Dataset records =
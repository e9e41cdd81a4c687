//! `clubgest` server binary.
//!
//! # Responsibility
//! - Load YAML config, start logging and open the database.
//! - Serve HTTP until Ctrl-C, then close the database explicitly.

use anyhow::{Context, Result};
use clap::Parser;
use clubgest_core::db::open_db;
use clubgest_core::init_logging;
use clubgest_server::{serve, AppState, ServerConfig, DEFAULT_CONFIG_PATH};
use log::{error, info, warn};
use std::path::PathBuf;
use std::time::Duration;
use tokio::net::TcpListener;

const CLOSE_GRACE: Duration = Duration::from_secs(5);

#[derive(Debug, Parser)]
#[command(name = "clubgest", version, about = "Training attendance server for a sports club")]
struct Cli {
    /// YAML configuration file.
    #[arg(long, default_value = DEFAULT_CONFIG_PATH)]
    config: PathBuf,

    /// Overrides `port` from the configuration file.
    #[arg(long)]
    port: Option<u16>,
}

#[tokio::main]
async fn main() -> Result<()> {
    let cli = Cli::parse();
    let mut config = ServerConfig::from_file(&cli.config)
        .with_context(|| format!("loading config from `{}`", cli.config.display()))?;
    if let Some(port) = cli.port {
        config.port = port;
    }

    let log_dir = config.log.dir.to_string_lossy().into_owned();
    init_logging(&config.log.level, &log_dir, config.log.stderr)
        .map_err(anyhow::Error::msg)
        .context("initializing logging")?;
    info!(
        "event=app_start module=cli status=ok version={} config={}",
        clubgest_core::core_version(),
        cli.config.display()
    );

    if let Some(parent) = config.db.filename.parent() {
        std::fs::create_dir_all(parent)
            .with_context(|| format!("creating database directory `{}`", parent.display()))?;
    }
    let conn = open_db(&config.db.filename)
        .with_context(|| format!("opening database `{}`", config.db.filename.display()))?;
    let state = AppState::new(conn, config.request_timeout());

    let addr = config.socket_addr()?;
    let listener = TcpListener::bind(addr)
        .await
        .with_context(|| format!("binding {addr}"))?;
    serve(listener, state.clone(), shutdown_signal()).await?;

    if let Err(err) = state.close_when_idle(CLOSE_GRACE).await {
        warn!(
            "event=db_close module=cli status=error error={err} detail=connection_closes_when_last_storage_task_drops_it"
        );
    }
    info!("event=app_stop module=cli status=ok");
    Ok(())
}

async fn shutdown_signal() {
    if let Err(err) = tokio::signal::ctrl_c().await {
        error!("event=signal_listen module=cli status=error error={err}");
        std::future::pending::<()>().await;
    }
}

Assignment =
The lines to copy are those in the listing that contain "display".

Written solution =
        .with_context(|| format!("loading config from `{}`", cli.config.display()))?;
        cli.config.display()
            .with_context(|| format!("creating database directory `{}`", parent.display()))?;
        .with_context(|| format!("opening database `{}`", config.db.filename.display()))?;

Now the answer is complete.